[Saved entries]
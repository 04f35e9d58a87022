//! Generic repository: a validated entity plus typed parameters in, rows out.
//!
//! `Repository` is the seam the service depends on; `PgRepository` is the
//! PostgreSQL implementation. Connections are drawn from the pool per call
//! and returned on every exit path by pool semantics.

use crate::error::RepoError;
use crate::schema::EntityDefinition;
use crate::sql::{self, PgBindValue, QueryBuf};
use async_trait::async_trait;
use serde_json::Value;
use sqlx::PgPool;
use std::collections::HashMap;

/// Per-request list parameters. Sort uses the compact "col" / "-col" form.
#[derive(Clone, Debug)]
pub struct ListQuery {
    pub page: i64,
    /// Overrides the entity's page size; capped either way.
    pub page_size: Option<u32>,
    pub sort: Option<String>,
}

impl Default for ListQuery {
    fn default() -> Self {
        ListQuery {
            page: 1,
            page_size: None,
            sort: None,
        }
    }
}

#[derive(Clone, Debug, Default)]
pub struct ListPage {
    pub rows: Vec<Value>,
    /// Row count for the whole entity, not just this page.
    pub total: u64,
}

#[async_trait]
pub trait Repository: Send + Sync {
    async fn list(&self, entity: &EntityDefinition, query: &ListQuery) -> Result<ListPage, RepoError>;

    async fn detail(&self, entity: &EntityDefinition, pk: &Value) -> Result<Option<Value>, RepoError>;

    /// Case-insensitive substring match on the entity's display column.
    async fn lookup_search(
        &self,
        entity: &EntityDefinition,
        filter: &str,
        limit: u32,
    ) -> Result<Vec<Value>, RepoError>;

    /// Insert when the payload's primary key is absent or empty, otherwise
    /// update keyed on it. `None` means the update target does not exist.
    /// Keys outside the entity's allow-list are dropped, not errors.
    async fn save(
        &self,
        entity: &EntityDefinition,
        payload: &HashMap<String, Value>,
    ) -> Result<Option<Value>, RepoError>;
}

#[derive(Clone)]
pub struct PgRepository {
    pool: PgPool,
}

impl PgRepository {
    pub fn new(pool: PgPool) -> Self {
        PgRepository { pool }
    }

    async fn fetch_all(
        &self,
        entity: &str,
        operation: &'static str,
        q: &QueryBuf,
    ) -> Result<Vec<Value>, RepoError> {
        tracing::debug!(sql = %q.sql, params = ?q.params, "query");
        let mut query = sqlx::query(&q.sql);
        for p in &q.params {
            query = query.bind(PgBindValue::from_json(p));
        }
        let rows = query
            .fetch_all(&self.pool)
            .await
            .map_err(|e| RepoError::new(entity, operation, e))?;
        Ok(rows.iter().map(row_to_json).collect())
    }

    async fn fetch_optional(
        &self,
        entity: &str,
        operation: &'static str,
        q: &QueryBuf,
    ) -> Result<Option<Value>, RepoError> {
        tracing::debug!(sql = %q.sql, params = ?q.params, "query");
        let mut query = sqlx::query(&q.sql);
        for p in &q.params {
            query = query.bind(PgBindValue::from_json(p));
        }
        let row = query
            .fetch_optional(&self.pool)
            .await
            .map_err(|e| RepoError::new(entity, operation, e))?;
        Ok(row.as_ref().map(row_to_json))
    }
}

#[async_trait]
impl Repository for PgRepository {
    async fn list(&self, entity: &EntityDefinition, query: &ListQuery) -> Result<ListPage, RepoError> {
        let sort = entity.resolve_sort(query.sort.as_deref());
        let page_size = query.page_size.unwrap_or(entity.page_size);
        let q = sql::select_list(entity, query.page, page_size, sort.as_ref());
        let count = sql::count_all(entity);
        tracing::debug!(sql = %count.sql, "query");
        let total: i64 = sqlx::query_scalar(&count.sql)
            .fetch_one(&self.pool)
            .await
            .map_err(|e| RepoError::new(&entity.name, "list", e))?;
        let rows = self.fetch_all(&entity.name, "list", &q).await?;
        Ok(ListPage {
            rows,
            total: total.max(0) as u64,
        })
    }

    async fn detail(&self, entity: &EntityDefinition, pk: &Value) -> Result<Option<Value>, RepoError> {
        let q = sql::select_by_pk(entity, pk);
        self.fetch_optional(&entity.name, "detail", &q).await
    }

    async fn lookup_search(
        &self,
        entity: &EntityDefinition,
        filter: &str,
        limit: u32,
    ) -> Result<Vec<Value>, RepoError> {
        let q = sql::lookup_search(entity, filter, limit);
        self.fetch_all(&entity.name, "lookup", &q).await
    }

    async fn save(
        &self,
        entity: &EntityDefinition,
        payload: &HashMap<String, Value>,
    ) -> Result<Option<Value>, RepoError> {
        let pk_value = payload.get(entity.primary_key.as_str());
        match pk_value.filter(|v| !sql::value_is_empty(v)) {
            Some(pk) => {
                let q = sql::update(entity, pk, payload);
                self.fetch_optional(&entity.name, "save", &q).await
            }
            None => {
                let q = sql::insert(entity, payload);
                let row = self.fetch_optional(&entity.name, "save", &q).await?;
                match row {
                    Some(row) => Ok(Some(row)),
                    // INSERT ... RETURNING always yields a row on success
                    None => Err(RepoError::new(&entity.name, "save", sqlx::Error::RowNotFound)),
                }
            }
        }
    }
}

fn row_to_json(row: &sqlx::postgres::PgRow) -> Value {
    use sqlx::Column;
    use sqlx::Row;
    let mut map = serde_json::Map::new();
    for col in row.columns() {
        let name = col.name();
        map.insert(name.to_string(), cell_to_value(row, name));
    }
    Value::Object(map)
}

fn cell_to_value(row: &sqlx::postgres::PgRow, name: &str) -> Value {
    use sqlx::Row;
    if let Ok(Some(n)) = row.try_get::<Option<i16>, _>(name) {
        return Value::Number(n.into());
    }
    if let Ok(Some(n)) = row.try_get::<Option<i32>, _>(name) {
        return Value::Number(n.into());
    }
    if let Ok(Some(n)) = row.try_get::<Option<i64>, _>(name) {
        return Value::Number(n.into());
    }
    if let Ok(Some(n)) = row.try_get::<Option<f64>, _>(name) {
        if let Some(n) = serde_json::Number::from_f64(n) {
            return Value::Number(n);
        }
    }
    if let Ok(Some(b)) = row.try_get::<Option<bool>, _>(name) {
        return Value::Bool(b);
    }
    if let Ok(Some(u)) = row.try_get::<Option<uuid::Uuid>, _>(name) {
        return Value::String(u.to_string());
    }
    if let Ok(Some(d)) = row.try_get::<Option<chrono::DateTime<chrono::Utc>>, _>(name) {
        return Value::String(d.to_rfc3339());
    }
    if let Ok(Some(d)) = row.try_get::<Option<chrono::NaiveDateTime>, _>(name) {
        return Value::String(d.format("%Y-%m-%dT%H:%M:%S%.f").to_string());
    }
    if let Ok(Some(d)) = row.try_get::<Option<chrono::NaiveDate>, _>(name) {
        return Value::String(d.format("%Y-%m-%d").to_string());
    }
    if let Ok(Some(s)) = row.try_get::<Option<String>, _>(name) {
        return Value::String(s);
    }
    if let Ok(Some(j)) = row.try_get::<Option<serde_json::Value>, _>(name) {
        return j;
    }
    Value::Null
}
//! Safe SQL builder: identifiers from the schema only, values as parameters.

mod builder;
pub mod params;
pub use builder::*;
pub use params::*;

Required work:
Please give back, exactly as it stands above, the stretch from the line with "in, rows out." through the line with "pub struct ListPage", and no line outside it.

Solution for this problem:
//! Generic repository: a validated entity plus typed parameters in, rows out.
//!
//! `Repository` is the seam the service depends on; `PgRepository` is the
//! PostgreSQL implementation. Connections are drawn from the pool per call
//! and returned on every exit path by pool semantics.

use crate::error::RepoError;
use crate::schema::EntityDefinition;
use crate::sql::{self, PgBindValue, QueryBuf};
use async_trait::async_trait;
use serde_json::Value;
use sqlx::PgPool;
use std::collections::HashMap;

/// Per-request list parameters. Sort uses the compact "col" / "-col" form.
#[derive(Clone, Debug)]
pub struct ListQuery {
    pub page: i64,
    /// Overrides the entity's page size; capped either way.
    pub page_size: Option<u32>,
    pub sort: Option<String>,
}

impl Default for ListQuery {
    fn default() -> Self {
        ListQuery {
            page: 1,
            page_size: None,
            sort: None,
        }
    }
}

#[derive(Clone, Debug, Default)]
pub struct ListPage {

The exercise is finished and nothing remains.